Stored data:
↓↓↓
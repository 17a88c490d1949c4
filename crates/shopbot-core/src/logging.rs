use tracing_subscriber::{fmt, EnvFilter};

use crate::{errors::Error, Result};

/// Initialize tracing for the bot.
///
/// Default: info for our crates and everything else. Can be overridden with `RUST_LOG`.
pub fn init(service_name: &str) -> Result<()> {
    let filter = EnvFilter::try_from_default_env().unwrap_or_else(|_| {
        EnvFilter::new(format!(
            "info,shopbot=info,shopbot_core=info,shopbot_telegram=info,shopbot_postgres=info,{}=info",
            service_name.replace('-', "_")
        ))
    });

    fmt()
        .with_env_filter(filter)
        .with_target(false)
        .with_ansi(true)
        .try_init()
        .map_err(|e| Error::Config(format!("failed to install tracing subscriber: {e}")))
}
use std::sync::Arc;

use shopbot_core::{activity::ActivityLog, catalog::Catalog, config::Config};
use shopbot_postgres::PgActivityLog;

#[tokio::main]
async fn main() -> Result<(), shopbot_core::Error> {
    shopbot_core::logging::init("shopbot")?;

    let cfg = Arc::new(Config::load()?);
    let catalog = Arc::new(Catalog::load(&cfg.catalog_path)?);

    let store = PgActivityLog::connect(&cfg.database_url, cfg.database_max_connections).await?;
    store.ensure_schema().await?;
    tracing::info!("activity log ready");
    let activity: Arc<dyn ActivityLog> = Arc::new(store);

    shopbot_telegram::router::run_polling(cfg, catalog, activity)
        .await
        .map_err(|e| shopbot_core::Error::Platform(format!("telegram bot failed: {e}")))?;

    Ok(())
}
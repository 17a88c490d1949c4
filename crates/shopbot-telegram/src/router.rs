use std::sync::Arc;

use teloxide::{dispatching::Dispatcher, dptree, prelude::*, types::BotCommand};

use shopbot_core::{
    activity::ActivityLog,
    catalog::Catalog,
    config::Config,
    dispatch::{LogsAccess, Router},
    messaging::port::MessagingPort,
    presenter::CatalogPresenter,
};

use crate::handlers;
use crate::TelegramMessenger;

#[derive(Clone)]
pub struct AppState {
    pub cfg: Arc<Config>,
    pub router: Router,
}

pub fn logs_access(cfg: &Config) -> LogsAccess {
    if cfg.logs_admin_only {
        LogsAccess::AdminOnly {
            admin_username: cfg.admin_username.clone(),
        }
    } else {
        LogsAccess::Everyone
    }
}

fn bot_commands() -> Vec<BotCommand> {
    vec![
        BotCommand::new("start", "Lihat katalog produk"),
        BotCommand::new("logs", "Aktivitas terbaru"),
    ]
}

pub async fn run_polling(
    cfg: Arc<Config>,
    catalog: Arc<Catalog>,
    activity: Arc<dyn ActivityLog>,
) -> anyhow::Result<()> {
    let bot = Bot::new(cfg.telegram_bot_token.clone());

    // Basic startup info.
    match bot.get_me().await {
        Ok(me) => tracing::info!("shopbot started: @{}", me.username()),
        Err(e) => tracing::warn!("getMe failed: {e}"),
    }
    tracing::info!(
        products = catalog.products.len(),
        admin = %cfg.admin_username,
        logs_admin_only = cfg.logs_admin_only,
        "serving catalog"
    );

    // Command menu is cosmetic; failure does not stop the bot.
    if let Err(e) = bot.set_my_commands(bot_commands()).await {
        tracing::warn!("setMyCommands failed: {e}");
    }

    let messenger: Arc<dyn MessagingPort> = Arc::new(TelegramMessenger::new(bot.clone()));
    let presenter = CatalogPresenter::new(messenger, catalog.clone(), cfg.admin_username.clone());
    let router = Router::new(
        catalog,
        activity,
        presenter,
        logs_access(&cfg),
        cfg.logs_limit,
    );

    let state = Arc::new(AppState { cfg, router });

    let handler = dptree::entry()
        .branch(Update::filter_callback_query().endpoint(handlers::handle_callback))
        .branch(Update::filter_message().endpoint(handlers::handle_message));

    Dispatcher::builder(bot, handler)
        .dependencies(dptree::deps![state])
        .enable_ctrlc_handler()
        .build()
        .dispatch()
        .await;

    tracing::info!("shopbot stopped");
    Ok(())
}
↑↑↑
WHAT TO WORK ON:
On how many lines above does the word "logging" appear? Answer with that figure only.

EXERCISE ANSWER:
2